Segment Open
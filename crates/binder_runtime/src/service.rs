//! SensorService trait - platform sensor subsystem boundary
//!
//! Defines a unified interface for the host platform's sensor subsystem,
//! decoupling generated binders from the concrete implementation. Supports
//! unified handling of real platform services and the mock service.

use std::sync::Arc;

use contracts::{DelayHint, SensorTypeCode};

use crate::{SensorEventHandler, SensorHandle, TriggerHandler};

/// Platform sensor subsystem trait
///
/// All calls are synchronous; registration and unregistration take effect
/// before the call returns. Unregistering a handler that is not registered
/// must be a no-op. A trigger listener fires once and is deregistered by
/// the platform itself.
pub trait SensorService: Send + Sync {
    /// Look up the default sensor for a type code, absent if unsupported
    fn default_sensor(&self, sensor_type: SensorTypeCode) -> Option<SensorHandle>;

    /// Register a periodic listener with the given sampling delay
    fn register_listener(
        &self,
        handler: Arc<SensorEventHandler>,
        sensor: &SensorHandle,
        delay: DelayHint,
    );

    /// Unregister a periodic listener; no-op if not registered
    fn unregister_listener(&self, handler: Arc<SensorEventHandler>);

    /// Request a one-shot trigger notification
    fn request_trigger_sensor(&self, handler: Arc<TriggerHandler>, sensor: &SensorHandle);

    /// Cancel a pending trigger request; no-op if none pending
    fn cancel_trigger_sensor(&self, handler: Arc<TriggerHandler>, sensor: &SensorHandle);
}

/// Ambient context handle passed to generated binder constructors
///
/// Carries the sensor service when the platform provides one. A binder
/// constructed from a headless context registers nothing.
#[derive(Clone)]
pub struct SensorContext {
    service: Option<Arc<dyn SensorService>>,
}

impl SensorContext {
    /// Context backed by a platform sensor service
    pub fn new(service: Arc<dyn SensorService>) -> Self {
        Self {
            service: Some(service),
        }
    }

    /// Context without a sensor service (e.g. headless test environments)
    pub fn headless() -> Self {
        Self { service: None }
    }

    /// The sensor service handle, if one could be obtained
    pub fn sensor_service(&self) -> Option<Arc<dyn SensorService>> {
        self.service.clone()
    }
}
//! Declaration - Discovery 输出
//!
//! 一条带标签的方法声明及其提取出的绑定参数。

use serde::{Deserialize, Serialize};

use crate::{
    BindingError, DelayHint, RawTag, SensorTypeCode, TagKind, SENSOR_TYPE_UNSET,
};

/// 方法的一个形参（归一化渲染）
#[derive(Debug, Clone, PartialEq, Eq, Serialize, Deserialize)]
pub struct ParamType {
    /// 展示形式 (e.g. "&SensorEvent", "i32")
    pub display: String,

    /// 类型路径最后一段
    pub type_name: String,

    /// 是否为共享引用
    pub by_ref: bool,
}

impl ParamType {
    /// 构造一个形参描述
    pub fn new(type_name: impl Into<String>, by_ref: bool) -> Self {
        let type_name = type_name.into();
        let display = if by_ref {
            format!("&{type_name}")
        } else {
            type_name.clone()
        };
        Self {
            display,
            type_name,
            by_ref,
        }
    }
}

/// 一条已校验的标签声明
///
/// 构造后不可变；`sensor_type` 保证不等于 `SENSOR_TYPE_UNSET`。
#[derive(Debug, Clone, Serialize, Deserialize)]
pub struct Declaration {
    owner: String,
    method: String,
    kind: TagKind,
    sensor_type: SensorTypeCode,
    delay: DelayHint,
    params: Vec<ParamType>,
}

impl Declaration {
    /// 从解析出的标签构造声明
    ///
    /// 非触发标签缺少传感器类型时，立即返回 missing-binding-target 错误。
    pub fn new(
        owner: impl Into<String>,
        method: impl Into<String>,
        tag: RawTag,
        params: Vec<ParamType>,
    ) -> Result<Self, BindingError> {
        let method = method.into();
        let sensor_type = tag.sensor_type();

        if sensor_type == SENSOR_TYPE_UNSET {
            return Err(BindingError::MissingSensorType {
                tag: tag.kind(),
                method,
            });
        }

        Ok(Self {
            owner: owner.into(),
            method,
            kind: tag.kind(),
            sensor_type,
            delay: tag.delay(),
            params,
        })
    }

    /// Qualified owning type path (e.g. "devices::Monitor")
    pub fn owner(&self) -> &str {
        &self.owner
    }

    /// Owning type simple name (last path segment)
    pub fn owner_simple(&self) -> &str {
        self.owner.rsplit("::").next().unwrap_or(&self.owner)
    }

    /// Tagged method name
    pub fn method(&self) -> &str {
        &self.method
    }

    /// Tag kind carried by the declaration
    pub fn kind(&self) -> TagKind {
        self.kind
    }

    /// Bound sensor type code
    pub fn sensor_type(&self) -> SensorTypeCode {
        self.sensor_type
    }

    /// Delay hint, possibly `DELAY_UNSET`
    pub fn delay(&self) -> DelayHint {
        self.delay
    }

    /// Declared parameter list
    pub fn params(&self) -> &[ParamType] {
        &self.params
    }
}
Segment Closed
Segment Open
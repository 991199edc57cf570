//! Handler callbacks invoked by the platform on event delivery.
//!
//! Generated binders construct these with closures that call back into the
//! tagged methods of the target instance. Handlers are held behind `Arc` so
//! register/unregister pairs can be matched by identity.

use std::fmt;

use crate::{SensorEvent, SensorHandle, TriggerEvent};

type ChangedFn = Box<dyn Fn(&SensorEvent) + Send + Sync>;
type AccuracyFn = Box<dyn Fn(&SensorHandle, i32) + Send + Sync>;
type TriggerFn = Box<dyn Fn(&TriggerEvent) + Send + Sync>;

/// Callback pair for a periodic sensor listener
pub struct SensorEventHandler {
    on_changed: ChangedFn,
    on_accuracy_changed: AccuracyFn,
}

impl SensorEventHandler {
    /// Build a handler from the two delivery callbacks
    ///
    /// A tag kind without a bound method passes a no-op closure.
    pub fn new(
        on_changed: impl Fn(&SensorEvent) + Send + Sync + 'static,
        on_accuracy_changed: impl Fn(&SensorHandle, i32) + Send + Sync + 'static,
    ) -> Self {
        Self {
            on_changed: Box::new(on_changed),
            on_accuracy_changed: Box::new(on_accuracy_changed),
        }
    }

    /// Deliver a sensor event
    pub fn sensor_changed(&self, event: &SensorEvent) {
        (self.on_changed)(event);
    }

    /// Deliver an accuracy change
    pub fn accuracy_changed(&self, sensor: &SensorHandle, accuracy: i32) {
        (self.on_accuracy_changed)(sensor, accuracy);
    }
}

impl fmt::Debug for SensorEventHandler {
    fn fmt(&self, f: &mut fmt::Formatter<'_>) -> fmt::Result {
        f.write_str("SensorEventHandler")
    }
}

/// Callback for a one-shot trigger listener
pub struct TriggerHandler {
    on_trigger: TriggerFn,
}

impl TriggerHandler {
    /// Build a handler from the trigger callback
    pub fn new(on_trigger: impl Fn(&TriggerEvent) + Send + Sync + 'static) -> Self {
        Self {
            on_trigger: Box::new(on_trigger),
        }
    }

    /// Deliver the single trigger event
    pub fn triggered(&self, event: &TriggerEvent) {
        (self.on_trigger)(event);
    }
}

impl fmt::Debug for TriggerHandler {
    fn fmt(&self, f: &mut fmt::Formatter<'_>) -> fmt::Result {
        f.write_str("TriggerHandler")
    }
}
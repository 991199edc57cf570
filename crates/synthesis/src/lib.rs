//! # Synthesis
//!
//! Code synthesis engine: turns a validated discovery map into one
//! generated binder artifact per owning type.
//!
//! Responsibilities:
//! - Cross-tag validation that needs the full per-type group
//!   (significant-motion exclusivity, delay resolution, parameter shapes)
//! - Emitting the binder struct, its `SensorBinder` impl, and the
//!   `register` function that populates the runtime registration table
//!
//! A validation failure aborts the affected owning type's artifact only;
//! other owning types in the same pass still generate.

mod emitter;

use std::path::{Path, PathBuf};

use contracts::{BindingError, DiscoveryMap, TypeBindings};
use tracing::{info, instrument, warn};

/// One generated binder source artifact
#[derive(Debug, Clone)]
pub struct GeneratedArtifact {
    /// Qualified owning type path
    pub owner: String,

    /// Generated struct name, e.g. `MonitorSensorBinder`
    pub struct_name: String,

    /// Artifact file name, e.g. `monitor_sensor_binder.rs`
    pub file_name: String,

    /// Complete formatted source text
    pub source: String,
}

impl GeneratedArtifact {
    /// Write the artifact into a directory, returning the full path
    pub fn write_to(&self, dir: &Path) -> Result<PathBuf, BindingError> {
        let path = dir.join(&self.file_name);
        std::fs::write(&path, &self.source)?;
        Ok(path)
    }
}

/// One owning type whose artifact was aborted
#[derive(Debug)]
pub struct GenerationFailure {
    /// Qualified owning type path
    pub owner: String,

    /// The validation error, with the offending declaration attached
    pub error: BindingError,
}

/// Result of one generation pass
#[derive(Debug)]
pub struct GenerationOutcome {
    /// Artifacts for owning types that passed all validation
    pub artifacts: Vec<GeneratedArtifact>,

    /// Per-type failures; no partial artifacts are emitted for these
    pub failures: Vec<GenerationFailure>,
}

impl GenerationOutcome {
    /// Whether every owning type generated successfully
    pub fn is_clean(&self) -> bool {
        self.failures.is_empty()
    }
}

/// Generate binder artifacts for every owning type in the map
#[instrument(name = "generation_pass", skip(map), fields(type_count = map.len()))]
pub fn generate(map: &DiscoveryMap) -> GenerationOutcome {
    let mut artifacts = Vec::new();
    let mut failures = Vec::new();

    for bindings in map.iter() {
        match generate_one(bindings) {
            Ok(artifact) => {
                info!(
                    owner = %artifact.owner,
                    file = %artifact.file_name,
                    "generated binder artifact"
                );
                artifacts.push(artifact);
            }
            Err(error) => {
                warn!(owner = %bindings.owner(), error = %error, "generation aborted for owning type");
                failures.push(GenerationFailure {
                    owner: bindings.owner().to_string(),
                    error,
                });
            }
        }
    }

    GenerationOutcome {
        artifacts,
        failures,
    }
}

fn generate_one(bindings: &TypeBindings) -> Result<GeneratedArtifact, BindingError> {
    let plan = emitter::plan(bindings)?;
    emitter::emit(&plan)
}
Segment Closed
→ WHAT YOU SHOULD DO
From the material above, set down exactly the lines between the line holding "filename crates/binder_runtime/src/service.rs" and the line holding "the platform itself.", inclusive. Include nothing else.

→ ANSWER TO THIS TASK
filename crates/binder_runtime/src/service.rs
//! SensorService trait - platform sensor subsystem boundary
//!
//! Defines a unified interface for the host platform's sensor subsystem,
//! decoupling generated binders from the concrete implementation. Supports
//! unified handling of real platform services and the mock service.

use std::sync::Arc;

use contracts::{DelayHint, SensorTypeCode};

use crate::{SensorEventHandler, SensorHandle, TriggerHandler};

/// Platform sensor subsystem trait
///
/// All calls are synchronous; registration and unregistration take effect
/// before the call returns. Unregistering a handler that is not registered
/// must be a no-op. A trigger listener fires once and is deregistered by
/// the platform itself.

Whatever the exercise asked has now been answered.